Review of childhood genetic nephrolithiasis and nephrocalcinosis

Nephrolithiasis (NL) is a common condition worldwide. The incidence of NL and nephrocalcinosis (NC) has been increasing, along with their associated morbidity and economic burden. The etiology of NL and NC is multifactorial and includes both environmental components and genetic components, with multiple studies showing high heritability. Causative gene variants have been detected in up to 32% of children with NL and NC. Children with NL and NC are genotypically heterogenous, but often phenotypically relatively homogenous, and there are subsequently little data on the predictors of genetic childhood NL and NC. Most genetic diseases associated with NL and NC are secondary to hypercalciuria, including those secondary to hypercalcemia, renal phosphate wasting, renal magnesium wasting, distal renal tubular acidosis (RTA), proximal tubulopathies, mixed or variable tubulopathies, Bartter syndrome, hyperaldosteronism and pseudohyperaldosteronism, and hyperparathyroidism and hypoparathyroidism. The remaining minority of genetic diseases associated with NL and NC are secondary to hyperoxaluria, cystinuria, hyperuricosuria, xanthinuria, other metabolic disorders, and multifactorial etiologies.
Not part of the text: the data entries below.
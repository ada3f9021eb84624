use axum::extract::rejection::{JsonRejection, PathRejection, QueryRejection};
use axum::http::StatusCode;
use axum::response::{IntoResponse, Response};

/// Approval service error variants.
///
/// `InvalidCode` deliberately covers unknown, expired, used and foreign codes
/// alike so callers cannot probe which codes exist.
#[derive(Debug, thiserror::Error)]
pub enum ApprovalServiceError {
    #[error("unauthorized")]
    Unauthorized,
    #[error("subject not found")]
    SubjectNotFound,
    #[error("address not found")]
    AddressNotFound,
    #[error("invalid code")]
    InvalidCode,
    #[error("invalid ttl")]
    InvalidTtl,
    #[error("account banned")]
    Banned,
    #[error("delivery failed")]
    Delivery { status: Option<u16>, body: String },
    #[error("internal error")]
    Store(#[from] anyhow::Error),
    /// Body, query or path that could not be extracted. `detail` is axum's own
    /// rejection text and safe to return.
    #[error("{detail}")]
    InvalidRequest { status: StatusCode, detail: String },
}

impl From<JsonRejection> for ApprovalServiceError {
    fn from(rejection: JsonRejection) -> Self {
        Self::InvalidRequest {
            status: rejection.status(),
            detail: rejection.body_text(),
        }
    }
}

impl From<QueryRejection> for ApprovalServiceError {
    fn from(rejection: QueryRejection) -> Self {
        Self::InvalidRequest {
            status: rejection.status(),
            detail: rejection.body_text(),
        }
    }
}

impl From<PathRejection> for ApprovalServiceError {
    fn from(rejection: PathRejection) -> Self {
        Self::InvalidRequest {
            status: rejection.status(),
            detail: rejection.body_text(),
        }
    }
}

impl ApprovalServiceError {
    pub fn kind(&self) -> &'static str {
        match self {
            Self::Unauthorized => "UNAUTHORIZED",
            Self::SubjectNotFound => "SUBJECT_NOT_FOUND",
            Self::AddressNotFound => "ADDRESS_NOT_FOUND",
            Self::InvalidCode => "INVALID_CODE",
            Self::InvalidTtl => "INVALID_TTL",
            Self::Banned => "BANNED",
            Self::Delivery { .. } => "DELIVERY_ERROR",
            Self::Store(_) => "STORE_ERROR",
            Self::InvalidRequest { .. } => "INVALID_REQUEST",
        }
    }
}

impl IntoResponse for ApprovalServiceError {
    fn into_response(self) -> Response {
        let status = match &self {
            Self::Unauthorized => StatusCode::UNAUTHORIZED,
            Self::SubjectNotFound | Self::AddressNotFound => StatusCode::NOT_FOUND,
            Self::InvalidCode | Self::InvalidTtl => StatusCode::BAD_REQUEST,
            Self::Banned => StatusCode::FORBIDDEN,
            Self::Delivery { .. } => StatusCode::BAD_GATEWAY,
            Self::Store(_) => StatusCode::INTERNAL_SERVER_ERROR,
            Self::InvalidRequest { status, .. } => *status,
        };
        // tower-http TraceLayer already records method/uri/status for every request.
        // Only the operator-facing diagnostics that never reach the body are logged here.
        match &self {
            Self::Store(e) => {
                tracing::error!(error = %format!("{e:#}"), kind = self.kind(), "store error");
            }
            Self::Delivery { status, body } => {
                tracing::error!(?status, body = %body, kind = self.kind(), "delivery rejected");
            }
            _ => {}
        }
        let body = serde_json::json!({
            "kind": self.kind(),
            "error": self.to_string(),
        });
        (status, axum::Json(body)).into_response()
    }
}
Genome-wide association studies (GWAS) in adults have identified multiple polygenic traits associated with NL and NC, often involving genes that are involved in calcium, phosphorus, magnesium, and vitamin D homeostasis. Compared to adults, there is a relative paucity of studies in children with NL and NC. This review aims to focus on the genetic component of NL and NC in children.